■ **Work to be completed**: As the answer, give a copy of each line below that includes the word "length".

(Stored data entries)
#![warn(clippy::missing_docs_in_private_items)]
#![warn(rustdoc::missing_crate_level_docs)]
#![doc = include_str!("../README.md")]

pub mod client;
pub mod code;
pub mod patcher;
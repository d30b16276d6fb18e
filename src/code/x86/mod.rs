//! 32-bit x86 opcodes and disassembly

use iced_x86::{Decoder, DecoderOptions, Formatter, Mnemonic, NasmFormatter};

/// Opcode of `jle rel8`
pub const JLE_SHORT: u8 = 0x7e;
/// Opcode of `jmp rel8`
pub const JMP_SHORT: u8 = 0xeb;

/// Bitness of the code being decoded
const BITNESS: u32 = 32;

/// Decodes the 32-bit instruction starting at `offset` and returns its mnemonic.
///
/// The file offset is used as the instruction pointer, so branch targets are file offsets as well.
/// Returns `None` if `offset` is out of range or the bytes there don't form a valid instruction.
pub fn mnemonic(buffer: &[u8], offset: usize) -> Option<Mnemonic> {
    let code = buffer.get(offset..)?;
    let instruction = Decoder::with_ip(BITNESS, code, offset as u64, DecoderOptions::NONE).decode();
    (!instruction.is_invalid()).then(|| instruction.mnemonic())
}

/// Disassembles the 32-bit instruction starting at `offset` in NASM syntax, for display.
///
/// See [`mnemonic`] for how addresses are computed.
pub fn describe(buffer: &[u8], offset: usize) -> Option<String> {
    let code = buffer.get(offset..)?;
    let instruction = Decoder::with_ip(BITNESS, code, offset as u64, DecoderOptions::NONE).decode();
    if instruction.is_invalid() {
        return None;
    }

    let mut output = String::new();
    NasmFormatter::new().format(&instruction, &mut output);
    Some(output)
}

==

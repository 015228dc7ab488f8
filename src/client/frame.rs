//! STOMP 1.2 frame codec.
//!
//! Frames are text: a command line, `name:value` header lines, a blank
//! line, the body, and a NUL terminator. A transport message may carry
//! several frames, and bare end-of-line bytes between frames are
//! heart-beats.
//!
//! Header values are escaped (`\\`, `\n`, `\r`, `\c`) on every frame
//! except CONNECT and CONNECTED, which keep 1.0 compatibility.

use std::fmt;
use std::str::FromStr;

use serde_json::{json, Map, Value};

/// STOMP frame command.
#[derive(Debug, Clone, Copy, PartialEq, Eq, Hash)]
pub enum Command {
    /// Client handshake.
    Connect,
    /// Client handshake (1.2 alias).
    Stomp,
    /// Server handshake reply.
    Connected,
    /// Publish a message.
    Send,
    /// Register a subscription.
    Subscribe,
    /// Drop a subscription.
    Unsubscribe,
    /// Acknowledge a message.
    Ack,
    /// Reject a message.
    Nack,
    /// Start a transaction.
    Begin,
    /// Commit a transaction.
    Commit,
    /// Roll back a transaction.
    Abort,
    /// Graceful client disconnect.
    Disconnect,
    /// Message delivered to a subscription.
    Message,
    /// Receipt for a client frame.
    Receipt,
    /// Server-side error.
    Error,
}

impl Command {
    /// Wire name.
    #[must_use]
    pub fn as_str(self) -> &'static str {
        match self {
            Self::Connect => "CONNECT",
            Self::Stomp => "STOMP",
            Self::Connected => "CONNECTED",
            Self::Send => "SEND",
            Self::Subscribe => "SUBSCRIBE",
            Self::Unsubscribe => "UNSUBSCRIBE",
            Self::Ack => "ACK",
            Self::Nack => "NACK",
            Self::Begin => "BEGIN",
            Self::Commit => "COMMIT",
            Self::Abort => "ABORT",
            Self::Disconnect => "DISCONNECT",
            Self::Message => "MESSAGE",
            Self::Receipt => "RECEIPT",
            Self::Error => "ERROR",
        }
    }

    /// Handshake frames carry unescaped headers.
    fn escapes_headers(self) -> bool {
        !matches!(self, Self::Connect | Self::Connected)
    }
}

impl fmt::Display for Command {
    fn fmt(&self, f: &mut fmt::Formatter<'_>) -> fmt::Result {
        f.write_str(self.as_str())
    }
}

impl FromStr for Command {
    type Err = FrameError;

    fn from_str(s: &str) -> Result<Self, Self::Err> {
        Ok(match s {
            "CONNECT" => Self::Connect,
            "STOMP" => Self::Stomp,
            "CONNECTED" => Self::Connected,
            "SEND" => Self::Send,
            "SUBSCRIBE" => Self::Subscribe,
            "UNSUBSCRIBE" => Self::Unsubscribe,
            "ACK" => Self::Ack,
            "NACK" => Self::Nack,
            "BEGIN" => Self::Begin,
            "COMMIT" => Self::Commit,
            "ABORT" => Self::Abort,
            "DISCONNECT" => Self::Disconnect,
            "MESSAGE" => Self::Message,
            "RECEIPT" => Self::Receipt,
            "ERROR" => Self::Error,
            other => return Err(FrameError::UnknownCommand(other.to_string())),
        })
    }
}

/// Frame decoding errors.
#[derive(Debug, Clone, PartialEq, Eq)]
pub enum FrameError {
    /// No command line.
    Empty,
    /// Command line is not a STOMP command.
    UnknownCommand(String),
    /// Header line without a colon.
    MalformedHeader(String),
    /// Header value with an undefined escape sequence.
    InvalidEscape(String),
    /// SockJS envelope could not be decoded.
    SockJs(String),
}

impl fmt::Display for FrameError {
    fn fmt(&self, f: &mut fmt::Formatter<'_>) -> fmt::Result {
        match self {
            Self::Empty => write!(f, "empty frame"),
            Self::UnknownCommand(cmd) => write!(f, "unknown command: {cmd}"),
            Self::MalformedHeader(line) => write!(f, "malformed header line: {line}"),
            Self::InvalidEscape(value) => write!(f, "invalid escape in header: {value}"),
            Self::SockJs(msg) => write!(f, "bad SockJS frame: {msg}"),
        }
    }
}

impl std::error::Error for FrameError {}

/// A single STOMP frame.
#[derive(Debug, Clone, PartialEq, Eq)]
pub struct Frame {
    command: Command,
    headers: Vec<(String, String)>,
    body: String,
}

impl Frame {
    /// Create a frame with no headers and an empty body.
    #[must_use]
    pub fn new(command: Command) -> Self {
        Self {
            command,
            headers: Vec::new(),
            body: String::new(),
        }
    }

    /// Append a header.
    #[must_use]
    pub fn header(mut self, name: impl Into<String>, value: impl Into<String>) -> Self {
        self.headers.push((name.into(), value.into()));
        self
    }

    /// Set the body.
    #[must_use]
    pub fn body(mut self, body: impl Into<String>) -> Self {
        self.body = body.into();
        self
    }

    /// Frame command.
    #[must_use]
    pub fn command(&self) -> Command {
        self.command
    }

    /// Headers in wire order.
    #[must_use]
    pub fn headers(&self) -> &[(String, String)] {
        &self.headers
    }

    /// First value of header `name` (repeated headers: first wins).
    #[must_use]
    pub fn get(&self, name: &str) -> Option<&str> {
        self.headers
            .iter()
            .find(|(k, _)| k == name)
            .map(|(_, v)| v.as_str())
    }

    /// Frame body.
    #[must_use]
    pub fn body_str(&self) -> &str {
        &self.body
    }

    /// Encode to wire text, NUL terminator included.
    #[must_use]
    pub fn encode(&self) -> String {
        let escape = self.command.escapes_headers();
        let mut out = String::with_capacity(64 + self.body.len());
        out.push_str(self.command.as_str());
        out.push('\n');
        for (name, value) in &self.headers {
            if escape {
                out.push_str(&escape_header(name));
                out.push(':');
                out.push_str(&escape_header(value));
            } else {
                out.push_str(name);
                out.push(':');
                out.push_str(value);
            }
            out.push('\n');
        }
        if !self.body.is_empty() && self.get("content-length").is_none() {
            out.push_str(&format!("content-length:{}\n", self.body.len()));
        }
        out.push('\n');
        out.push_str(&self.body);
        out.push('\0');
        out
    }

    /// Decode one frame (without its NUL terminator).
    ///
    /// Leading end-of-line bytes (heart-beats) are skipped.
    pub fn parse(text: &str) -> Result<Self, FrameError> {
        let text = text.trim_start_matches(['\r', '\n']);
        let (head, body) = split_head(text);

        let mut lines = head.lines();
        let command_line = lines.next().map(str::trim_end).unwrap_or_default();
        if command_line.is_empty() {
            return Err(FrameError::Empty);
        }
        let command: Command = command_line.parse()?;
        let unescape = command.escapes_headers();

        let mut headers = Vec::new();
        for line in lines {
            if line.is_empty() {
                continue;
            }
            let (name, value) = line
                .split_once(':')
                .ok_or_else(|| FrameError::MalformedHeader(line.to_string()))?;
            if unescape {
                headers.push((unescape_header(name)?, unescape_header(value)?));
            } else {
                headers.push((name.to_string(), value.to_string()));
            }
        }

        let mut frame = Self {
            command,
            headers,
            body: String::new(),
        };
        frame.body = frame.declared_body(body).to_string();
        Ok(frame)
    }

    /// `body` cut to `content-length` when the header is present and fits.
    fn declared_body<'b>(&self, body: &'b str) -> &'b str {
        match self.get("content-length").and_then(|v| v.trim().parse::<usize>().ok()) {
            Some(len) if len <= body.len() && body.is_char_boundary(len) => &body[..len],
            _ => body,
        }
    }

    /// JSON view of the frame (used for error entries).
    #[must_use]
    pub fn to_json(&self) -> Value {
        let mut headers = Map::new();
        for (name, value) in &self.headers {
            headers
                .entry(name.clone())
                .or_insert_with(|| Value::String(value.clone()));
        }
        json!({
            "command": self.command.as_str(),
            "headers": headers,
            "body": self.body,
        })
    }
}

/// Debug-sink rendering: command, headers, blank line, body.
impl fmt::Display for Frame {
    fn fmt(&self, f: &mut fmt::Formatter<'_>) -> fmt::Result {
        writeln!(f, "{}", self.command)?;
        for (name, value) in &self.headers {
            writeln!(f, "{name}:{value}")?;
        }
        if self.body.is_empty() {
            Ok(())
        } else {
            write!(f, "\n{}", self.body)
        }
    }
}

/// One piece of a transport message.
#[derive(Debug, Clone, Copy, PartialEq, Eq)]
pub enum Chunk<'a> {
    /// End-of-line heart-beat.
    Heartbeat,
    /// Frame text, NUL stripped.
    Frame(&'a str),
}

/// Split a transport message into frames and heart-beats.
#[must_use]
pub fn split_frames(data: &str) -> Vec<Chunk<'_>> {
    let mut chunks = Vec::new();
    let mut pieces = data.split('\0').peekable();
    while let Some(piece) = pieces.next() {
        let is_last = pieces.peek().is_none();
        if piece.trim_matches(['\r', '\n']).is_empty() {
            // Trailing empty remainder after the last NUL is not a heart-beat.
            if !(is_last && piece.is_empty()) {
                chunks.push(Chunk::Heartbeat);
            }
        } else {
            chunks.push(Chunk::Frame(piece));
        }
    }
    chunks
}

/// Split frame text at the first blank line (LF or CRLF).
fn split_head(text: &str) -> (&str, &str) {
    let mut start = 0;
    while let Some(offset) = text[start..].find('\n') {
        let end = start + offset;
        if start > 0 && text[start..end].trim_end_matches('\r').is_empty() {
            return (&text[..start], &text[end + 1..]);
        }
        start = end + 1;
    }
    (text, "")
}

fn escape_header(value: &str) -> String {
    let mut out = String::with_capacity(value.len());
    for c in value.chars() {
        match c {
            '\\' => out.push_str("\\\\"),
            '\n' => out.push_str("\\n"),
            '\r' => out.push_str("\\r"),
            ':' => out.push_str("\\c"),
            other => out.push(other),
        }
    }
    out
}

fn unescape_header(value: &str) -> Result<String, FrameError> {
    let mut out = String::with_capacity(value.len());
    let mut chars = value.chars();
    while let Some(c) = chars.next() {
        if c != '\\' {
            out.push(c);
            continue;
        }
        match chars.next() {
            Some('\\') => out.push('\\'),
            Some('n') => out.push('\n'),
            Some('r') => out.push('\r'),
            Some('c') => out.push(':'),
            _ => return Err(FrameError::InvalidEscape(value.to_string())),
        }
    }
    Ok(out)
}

■ **Answer for the task**:
        if !self.body.is_empty() && self.get("content-length").is_none() {
            out.push_str(&format!("content-length:{}\n", self.body.len()));
    /// `body` cut to `content-length` when the header is present and fits.
        match self.get("content-length").and_then(|v| v.trim().parse::<usize>().ok()) {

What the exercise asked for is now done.